Very interesting. As I am still waiting for the arrival of ‘Did Jesus Exist?’, I would like to ask you a question from your last book- ‘FORGED’.
You state in your book: “Eventually I came to realize that the Bible not only contains untruths or accidental mistakes. It also contains what almost anyone would call lies.”(pg 5)
&
“The present book, in other words, is not intended for my fellow scholars, who, if they read this one, will be doing so simply out of curiosity. It is, instead, intended for you, the general reader, who on some level is, like me, interested in the truth.”(pg 11)
So if you have come to these conclusions prof. Bart Ehrman, then to you “What is Truth?”

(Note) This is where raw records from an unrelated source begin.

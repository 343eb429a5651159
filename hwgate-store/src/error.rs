//! Error types for the authorization store.

use thiserror::Error;

/// Result type for store operations.
pub type StoreResult<T> = Result<T, StoreError>;

/// Errors surfaced by store operations.
#[derive(Debug, Error)]
pub enum StoreError {
    /// A mutation or listing was attempted by a non-master machine.
    #[error("permission denied: only the master machine may modify the allow-list")]
    PermissionDenied,

    /// An attempt to remove the master fingerprint.
    #[error("the master fingerprint cannot be removed")]
    ProtectedEntry,

    /// Removal target absent from the allow-list.
    #[error("fingerprint not found in allow-list: {0}")]
    NotFound(String),

    /// A malformed fingerprint string was passed to a mutation.
    #[error("invalid fingerprint: {0}")]
    InvalidFingerprint(#[from] hwgate_fingerprint::InvalidFingerprint),

    /// The allow-list could not be created or written.
    #[error("allow-list persistence error: {0}")]
    Persistence(#[from] std::io::Error),
}
//! Store configuration.

use hwgate_fingerprint::Fingerprint;
use std::path::PathBuf;

/// File name of the persisted allow-list.
const ALLOW_LIST_FILE: &str = "authorized_hwids.txt";

/// Directory name under the platform data directory.
const STORE_DIR: &str = "hwgate";

/// Configuration for an authorization store.
#[derive(Debug, Clone)]
pub struct StoreConfig {
    /// The master fingerprint. `None` denies every mutation.
    pub master: Option<Fingerprint>,
    /// Path of the persisted allow-list file.
    pub path: PathBuf,
}

impl StoreConfig {
    /// Creates a configuration with the default allow-list path.
    #[must_use]
    pub fn new(master: Option<Fingerprint>) -> Self {
        Self {
            master,
            path: default_store_path(),
        }
    }

    /// Overrides the allow-list path.
    #[must_use]
    pub fn with_path(mut self, path: impl Into<PathBuf>) -> Self {
        self.path = path.into();
        self
    }
}

impl Default for StoreConfig {
    fn default() -> Self {
        Self::new(None)
    }
}

/// Default allow-list location:
/// `<platform data dir>/hwgate/authorized_hwids.txt`, or the current
/// directory when the platform reports no data directory.
#[must_use]
pub fn default_store_path() -> PathBuf {
    dirs::data_dir()
        .unwrap_or_else(|| PathBuf::from("."))
        .join(STORE_DIR)
        .join(ALLOW_LIST_FILE)
}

Ha! That’s not one that can be answered in a quick reply on a blog! The closest I come to answering it is in my book God’s Problem, especially in the final chapter.
Thanks for your reply Mr Ehrman, I do not have your book- ‘God’s Problem’.
Along this theme I would like to thank you for showing evidence. I just read page 55 of “Misquoting Jesus” in which you show a page from the fourth-century Codex Vaticanus, with a note in the margin in which a medieval scribe maligns a predecessor for altering the text: “Fool and knave, leave the old reading, don’t change it!”
Wow there it is before my eyes. Proof that changes did happen. I had to chuckle. That made my day. 🙂
Your description of this entire process shows me the stuff I scoot past as Paid Proramming on Sunday AM tv… By that I mean pushy self righteous justifierrs that need assent to continue to have faith because their rational faculties make them doubt, but they call it Satan….same garbage different can.
I am referring to xtian preachers, more or less the other hyped buy this now stuff.